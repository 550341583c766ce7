use e2fs_block::BlockReader;
use e2fs_error::{Ext2Error, Result};
use e2fs_ondisk::{GroupDescriptorTable, Inode, Superblock};
use e2fs_types::{BlockNumber, GroupNumber, InodeNumber, inode_index_in_group, inode_to_group};
use serde::{Deserialize, Serialize};
use tracing::debug;

/// Where an inode record lives on disk.
#[derive(Debug, Clone, Copy, PartialEq, Eq, Serialize, Deserialize)]
pub struct InodeLocation {
    pub group: GroupNumber,
    /// Index within the group's inode table.
    pub index: u32,
    /// Inode table block holding the record.
    pub block: BlockNumber,
    /// Byte offset of the record inside `block`.
    pub offset: usize,
}

/// Compute the table block and offset of `ino`.
pub fn locate_inode(
    sb: &Superblock,
    gdt: &GroupDescriptorTable,
    ino: InodeNumber,
) -> Result<InodeLocation> {
    if ino.0 == 0 || ino.0 > sb.inodes_count {
        return Err(Ext2Error::InodeOutOfRange {
            ino: ino.0,
            max: sb.inodes_count,
        });
    }

    let group = inode_to_group(ino, sb.inodes_per_group);
    let index = inode_index_in_group(ino, sb.inodes_per_group);
    let desc = gdt.get(group).ok_or_else(|| {
        Ext2Error::CorruptGroupDescriptor(format!("no descriptor for group {group}"))
    })?;

    let block_size = u64::from(sb.block_size());
    let byte_in_table = u64::from(index) * u64::from(sb.inode_size());
    let table = desc.inode_table();
    let block = table
        .checked_add(byte_in_table / block_size)
        .filter(|b| b.0 < sb.blocks_count())
        .ok_or_else(|| Ext2Error::Corruption {
            block: table.0,
            detail: format!("inode table of group {group} runs past the volume end"),
        })?;
    let offset = usize::try_from(byte_in_table % block_size)
        .map_err(|_| Ext2Error::CorruptInode("inode offset does not fit usize".to_owned()))?;

    Ok(InodeLocation {
        group,
        index,
        block,
        offset,
    })
}

/// Fetch and decode inode `ino`.
pub fn read_inode<R: BlockReader + ?Sized>(
    reader: &R,
    sb: &Superblock,
    gdt: &GroupDescriptorTable,
    ino: InodeNumber,
) -> Result<Inode> {
    let loc = locate_inode(sb, gdt, ino)?;
    let buf = reader.read_block(loc.block)?;
    let record = buf
        .as_slice()
        .get(loc.offset..loc.offset + usize::from(sb.inode_size()))
        .ok_or_else(|| Ext2Error::Corruption {
            block: loc.block.0,
            detail: format!("inode {ino} record cut short by a {}-byte block", buf.len()),
        })?;
    let inode = Inode::decode(record)?;
    debug!(
        ino = ino.0,
        group = loc.group.0,
        block = loc.block.0,
        offset = loc.offset,
        mode = inode.mode,
        "read inode"
    );
    Ok(inode)
}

**********

EXERCISE BRIEF: Search the material above for the word "detail", then copy out each line that has it.

SOLUTION TO THE EXERCISE:
            detail: format!("inode table of group {group} runs past the volume end"),
            detail: format!("inode {ino} record cut short by a {}-byte block", buf.len()),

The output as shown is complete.